A single Value container serializes to JSON, CBOR or a URL-safe format — with transparent LZ4 compression and automatic format detection.
OpenSSL, GnuTLS and mbedTLS backends; RSA, ECDSA and EdDSA; GOST 3410/3411/3412 on the OpenSSL & GnuTLS backends; JWT with algorithm-confusion protection and constant-time verification.
Snowball stemming, PostgreSQL-compatible query vectors, a smart tokenizer (email / URL / path-aware), headline highlighting and fuzzy matching — with an in-memory index for offline use.
A document engine with a real CSS box model — block flow, floats, full tables, pagination — plus EPUB 2/3 with table of contents and embedded fonts, emitted as positioned objects rendered directly on the GPU.
A Pug template engine with conditionals, loops, includes and mixins, escaped/unescaped output, and hot-reload on file change.

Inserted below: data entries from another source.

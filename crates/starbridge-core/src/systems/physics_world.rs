//! Physics-engine placement.
//!
//! An external rigid-body engine simulates at a coarser scale than the
//! bridge and in fixed-size sectors. This system publishes each entity's
//! scaled location and decides which entities the engine should simulate:
//! the lowest-id entity in each (planetary system, sector) cell is enabled
//! and the others in that cell are disabled.

use std::collections::BTreeSet;

use helm::SectorKey;
use tracing::debug;

use crate::config::PhysicsWorldConfig;
use crate::entity::components::PhysicsWorld;
use crate::entity::{ComponentKind, ComponentMask, Entity, EntityId};
use crate::frames;
use crate::system::{System, SystemContext, SystemDeclaration, SystemId};

/// Maps entities into physics-engine coordinates and sectors.
#[derive(Debug)]
pub struct PhysicsWorldPositionSystem {
    declaration: SystemDeclaration,
    config: PhysicsWorldConfig,
    placed: Vec<(EntityId, EntityId, SectorKey)>,
}

impl PhysicsWorldPositionSystem {
    /// Creates the system with the given scale and sector size.
    #[must_use]
    pub fn new(config: PhysicsWorldConfig) -> Self {
        Self {
            declaration: SystemDeclaration::new(
                SystemId::new("physics_world_position"),
                ComponentMask::PHYSICS_WORLD,
            ),
            config,
            placed: Vec::new(),
        }
    }
}

impl Default for PhysicsWorldPositionSystem {
    fn default() -> Self {
        Self::new(PhysicsWorldConfig::default())
    }
}

impl System for PhysicsWorldPositionSystem {
    fn declaration(&self) -> &SystemDeclaration {
        &self.declaration
    }

    fn test(&self, entity: &Entity) -> bool {
        entity.has(ComponentKind::PhysicsWorld)
            && (entity.has(ComponentKind::Position) || entity.has(ComponentKind::Satellite))
    }

    fn pre_update(&mut self, _ctx: &mut SystemContext<'_>, _elapsed_ms: f64) {
        self.placed.clear();
    }

    fn update(&mut self, ctx: &mut SystemContext<'_>, id: EntityId, _elapsed_ms: f64) {
        let frame = frames::resolve(ctx.store(), id);
        let Some(physics) = ctx.store_mut().component_mut::<PhysicsWorld>(id) else {
            return;
        };
        let Some(frame) = frame else {
            physics.enabled = false;
            return;
        };

        physics.location = frame.position / self.config.scale;
        let sector = SectorKey::from_location(physics.location, self.config.sector_size);
        self.placed.push((id, frame.system, sector));
    }

    fn post_update(&mut self, ctx: &mut SystemContext<'_>, _elapsed_ms: f64) {
        let mut occupied = BTreeSet::new();
        let mut enabled = 0usize;
        for &(id, system, sector) in &self.placed {
            let first = occupied.insert((system, sector));
            if let Some(physics) = ctx.store_mut().component_mut::<PhysicsWorld>(id) {
                physics.enabled = first;
            }
            enabled += usize::from(first);
        }
        debug!(placed = self.placed.len(), enabled, "physics placement");
    }
}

Every container, string and value can use arena pools — allocate thousands of objects, free them all in one call, no per-object destruction — or plain malloc. The choice is a single template parameter, so you get server-grade allocation behavior without rewriting anything.
A desktop installer (Windows, macOS, Linux) sets up the engine, host toolchain and targets, with GPG-verified downloads and a clear progress UI.
Scaffold a graphical project, then build, run, clean and rebuild from the GUI — pick your target, run the result, and read build errors with plain-language hints. A headless CLI covers CI.
Toolchains are downloaded once and shared across engine versions, so updates don't duplicate gigabytes. English and Russian interface.
Pinned & reproducible — every build uses the same vetted versions
We'd rather tell you what's real than oversell. These are designed and partly built — exciting, but not finished.
A thin-client / GPU-server architecture: secure QUIC transport, scene-graph serialization, thin GPU handles. The streaming per-frame protocol is still ahead.
A working WAMR host runtime with a rich data/filesystem API for sandboxed guest code. Graphics aren't exposed to the guest yet.
GPU particle systems and iOS support are in active development — iOS currently builds a toolchain sysroot only.
One small app fetches the engine, host toolchain and target sysroots from the release server (GPG-verified, resumable), then scaffolds, builds and runs your first Vulkan project. Headless on servers and CI.
The installer builds are currently unsigned — first launch needs a Gatekeeper / SmartScreen confirmation. (The GPG verification above is of the downloaded SDK artifacts, which is real.)
For C and C++ developers shipping one codebase to Linux, Windows, Android and macOS without wrestling platform SDKs — apps, tools, games, readers, or graphics- and compute-heavy software on a modern Vulkan foundation.